Stored data entries —
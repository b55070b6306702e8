//! HTTP endpoints: device discovery, lineup, and channel streaming.

use std::sync::Arc;

use axum::{
    body::Body,
    extract::{Path, State},
    http::{header::CONTENT_TYPE, StatusCode},
    response::IntoResponse,
    Json,
};
use log::{error, info, warn};
use serde_json::json;

use crate::session::SessionError;
use crate::web::state::GatewayState;

/// HDHomeRun device descriptor. Plex probes this to find the "tuner".
pub async fn discover(State(state): State<Arc<GatewayState>>) -> impl IntoResponse {
    let identity = &state.identity;
    Json(json!({
        "FriendlyName": identity.friendly_name,
        "Manufacturer": "Silicondust",
        "ModelNumber": "HDTC-2US",
        "FirmwareName": "hdhomeruntc_atsc",
        "FirmwareVersion": "20150826",
        "TunerCount": state.tuner_pool.capacity(),
        "DeviceID": identity.device_id,
        "DeviceAuth": "tablo_proxy",
        "BaseURL": identity.base_url,
        "LineupURL": format!("{}/lineup.json", identity.base_url),
    }))
}

/// Channel lineup from the current directory snapshot.
pub async fn lineup(State(state): State<Arc<GatewayState>>) -> impl IntoResponse {
    let snapshot = state.directory.snapshot().await;

    let mut entries: Vec<_> = snapshot.values().collect();
    entries.sort_by(|a, b| {
        guide_number_key(&a.display_number)
            .cmp(&guide_number_key(&b.display_number))
            .then_with(|| a.display_number.cmp(&b.display_number))
    });

    let lineup: Vec<serde_json::Value> = entries
        .into_iter()
        .map(|ch| {
            json!({
                "GuideNumber": ch.display_number,
                "GuideName": ch.display_name,
                "URL": format!("{}/channel/{}", state.identity.base_url, ch.id),
            })
        })
        .collect();

    Json(lineup)
}

/// Numeric sort key for guide numbers like "5.1" or "1002", so "10.1"
/// orders after "2.1". Unparseable numbers sort last, lexicographically.
fn guide_number_key(number: &str) -> (u32, u32) {
    let mut parts = number.splitn(2, '.');
    let major = parts.next().and_then(|p| p.parse().ok()).unwrap_or(u32::MAX);
    let minor = parts.next().and_then(|p| p.parse().ok()).unwrap_or(0);
    (major, minor)
}

/// Static scan status; the gateway never scans.
pub async fn lineup_status() -> impl IntoResponse {
    Json(json!({
        "ScanInProgress": 0,
        "ScanPossible": 1,
        "Source": "Antenna",
        "SourceList": ["Antenna"],
    }))
}

/// Admit and stream one channel until the client goes away or the
/// transcoder exits.
pub async fn channel(
    State(state): State<Arc<GatewayState>>,
    Path(channel_id): Path<String>,
) -> axum::response::Response {
    let Some(descriptor) = state.directory.get(&channel_id).await else {
        info!("Channel {} not in lineup", channel_id);
        return (StatusCode::NOT_FOUND, "channel not found").into_response();
    };

    let Some(lease) = state.tuner_pool.try_acquire() else {
        warn!(
            "Channel {} denied: all {} tuners in use",
            channel_id,
            state.tuner_pool.capacity()
        );
        return (StatusCode::SERVICE_UNAVAILABLE, "all tuners in use").into_response();
    };

    match state.sessions.start_session(&descriptor).await {
        Ok(session) => (
            [(CONTENT_TYPE, "video/mp2t"), (axum::http::header::CACHE_CONTROL, "no-store")],
            Body::from_stream(session.into_stream(lease)),
        )
            .into_response(),
        Err(e) => {
            error!("Channel {} failed to start: {}", channel_id, e);
            lease.release();
            let status = match e {
                SessionError::SourceResolution(_) => StatusCode::BAD_GATEWAY,
                SessionError::Spawn(_) => StatusCode::INTERNAL_SERVER_ERROR,
            };
            (status, "could not start stream").into_response()
        }
    }
}

/// Cached XMLTV guide, when guide refresh is enabled.
pub async fn guide(State(state): State<Arc<GatewayState>>) -> axum::response::Response {
    let Some(path) = &state.guide_path else {
        return (StatusCode::NOT_FOUND, "guide not enabled").into_response();
    };

    match tokio::fs::read(path).await {
        Ok(bytes) => ([(CONTENT_TYPE, "application/xml")], bytes).into_response(),
        Err(_) => (StatusCode::NOT_FOUND, "guide not cached yet").into_response(),
    }
}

Your objective — Going through the entries above, tally each line that has the word "directory". Answer with the number only.

Task solution — 3